# Data provided:
* * * * *

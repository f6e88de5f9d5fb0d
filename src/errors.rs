use std::fmt::Display;

use thiserror::Error;

use crate::chunker::ChunkError;

#[derive(Error, Debug)]
pub enum DocRagError {
    #[error("chunking error: {0}")]
    Chunking(#[from] ChunkError),

    #[error("{provider} {operation} failed: {message}")]
    Provider {
        provider: &'static str,
        operation: &'static str,
        message: String,
    },

    #[error("embedding dimension mismatch: expected {expected}, got {actual}")]
    DimensionMismatch { expected: usize, actual: usize },

    #[error("vector index '{index}' conflicts with the requested configuration: {detail}")]
    IndexConflict { index: String, detail: String },

    #[error("no relevant documents found")]
    NoRelevantDocuments,

    #[error("{backend} store {operation} failed: {message}")]
    Store {
        backend: &'static str,
        operation: &'static str,
        message: String,
    },

    #[error("configuration error: {0}")]
    Config(String),

    #[error("TOML parsing error: {0}")]
    TomlParsing(#[from] toml::de::Error),

    #[error("IO error: {0}")]
    Io(#[from] std::io::Error),
}

impl DocRagError {
    /// Wrap a backend failure with the store variant and operation that hit it.
    pub(crate) fn store(
        backend: &'static str,
        operation: &'static str,
        err: impl Display,
    ) -> Self {
        Self::Store {
            backend,
            operation,
            message: err.to_string(),
        }
    }

    /// Wrap a provider failure with the provider and operation that hit it.
    pub(crate) fn provider(
        provider: &'static str,
        operation: &'static str,
        err: impl Display,
    ) -> Self {
        Self::Provider {
            provider,
            operation,
            message: err.to_string(),
        }
    }
}

pub type Result<T> = std::result::Result<T, DocRagError>;
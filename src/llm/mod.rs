//! Answer generation via a chat-completion provider.

pub mod client;

use async_trait::async_trait;

use crate::errors::Result;

pub use client::OpenAiChat;

/// Capability for generating an answer from a system instruction and a
/// user turn. Sampling temperature and output length are fixed by the
/// provider's configuration, not per call.
#[async_trait]
pub trait GenerationProvider: Send + Sync {
    async fn generate(&self, system_prompt: &str, user_prompt: &str) -> Result<String>;
}
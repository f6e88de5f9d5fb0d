//! Text chunking for document ingestion.
//!
//! Documents are split into bounded, overlapping segments before embedding.
//! The splitter prefers to cut at natural boundaries, cascading from
//! paragraph breaks down to single characters when nothing better fits
//! inside the size budget.

use thiserror::Error;

/// Boundary candidates, tried in order. A hard character cut is the
/// implicit last resort.
const SEPARATORS: [&str; 4] = ["\n\n", "\n", ". ", " "];

#[derive(Error, Debug, Clone, PartialEq, Eq)]
pub enum ChunkError {
    #[error("chunk size must be greater than zero")]
    ZeroChunkSize,

    #[error("chunk overlap ({overlap}) must be smaller than chunk size ({size})")]
    OverlapTooLarge { size: usize, overlap: usize },
}

/// Splits text into chunks of at most `chunk_size` characters, with
/// consecutive chunks sharing `chunk_overlap` characters.
///
/// Sizes are measured in characters, not bytes; every cut lands on a
/// UTF-8 character boundary. Each call to [`TextSplitter::split`] returns
/// a fresh lazy iterator over slices of the input, so the same splitter
/// can be reused across documents.
#[derive(Debug, Clone)]
pub struct TextSplitter {
    chunk_size: usize,
    chunk_overlap: usize,
}

impl TextSplitter {
    pub fn new(chunk_size: usize, chunk_overlap: usize) -> Result<Self, ChunkError> {
        if chunk_size == 0 {
            return Err(ChunkError::ZeroChunkSize);
        }
        if chunk_overlap >= chunk_size {
            return Err(ChunkError::OverlapTooLarge {
                size: chunk_size,
                overlap: chunk_overlap,
            });
        }
        Ok(Self {
            chunk_size,
            chunk_overlap,
        })
    }

    pub fn chunk_size(&self) -> usize {
        self.chunk_size
    }

    pub fn chunk_overlap(&self) -> usize {
        self.chunk_overlap
    }

    /// Split `text` into chunks. Empty input yields an empty iterator.
    pub fn split<'a>(&self, text: &'a str) -> Chunks<'a> {
        Chunks {
            text,
            start: 0,
            chunk_size: self.chunk_size,
            chunk_overlap: self.chunk_overlap,
        }
    }
}

/// Lazy iterator over the chunks of one document.
#[derive(Debug, Clone)]
pub struct Chunks<'a> {
    text: &'a str,
    start: usize,
    chunk_size: usize,
    chunk_overlap: usize,
}

impl<'a> Chunks<'a> {
    /// Pick a cut inside the current window, preferring the rightmost
    /// occurrence of the strongest separator. A cut is only usable when
    /// the next chunk would still start past the current one.
    fn cut_point(&self, window: &str) -> Option<usize> {
        for sep in SEPARATORS {
            if let Some(idx) = window.rfind(sep) {
                let cut = idx + sep.len();
                if back_up(window, cut, self.chunk_overlap) > 0 {
                    return Some(cut);
                }
            }
        }
        None
    }
}

impl<'a> Iterator for Chunks<'a> {
    type Item = &'a str;

    fn next(&mut self) -> Option<&'a str> {
        if self.start >= self.text.len() {
            return None;
        }
        let rest = &self.text[self.start..];
        let window_len = match byte_len_of_chars(rest, self.chunk_size) {
            Some(len) => len,
            None => {
                // Everything left fits into one final chunk.
                self.start = self.text.len();
                return Some(rest);
            }
        };
        let window = &rest[..window_len];
        let cut = self.cut_point(window).unwrap_or(window_len);
        // The next chunk re-reads the trailing `chunk_overlap` characters.
        // overlap < size guarantees this always advances.
        self.start += back_up(rest, cut, self.chunk_overlap);
        Some(&rest[..cut])
    }
}

/// Byte length of the first `chars` characters of `s`, or `None` when `s`
/// has no more than `chars` characters.
fn byte_len_of_chars(s: &str, chars: usize) -> Option<usize> {
    s.char_indices().nth(chars).map(|(idx, _)| idx)
}

/// Byte offset `chars` characters before byte offset `end` in `s`,
/// saturating at the start of the string.
fn back_up(s: &str, end: usize, chars: usize) -> usize {
    if chars == 0 {
        return end;
    }
    s[..end]
        .char_indices()
        .rev()
        .nth(chars - 1)
        .map_or(0, |(idx, _)| idx)
}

* * * * *

# Brief:
Wherever the word "inside" appears in the entries above, copy that line.

# Answer for the task:
//! inside the size budget.
    /// Pick a cut inside the current window, preferring the rightmost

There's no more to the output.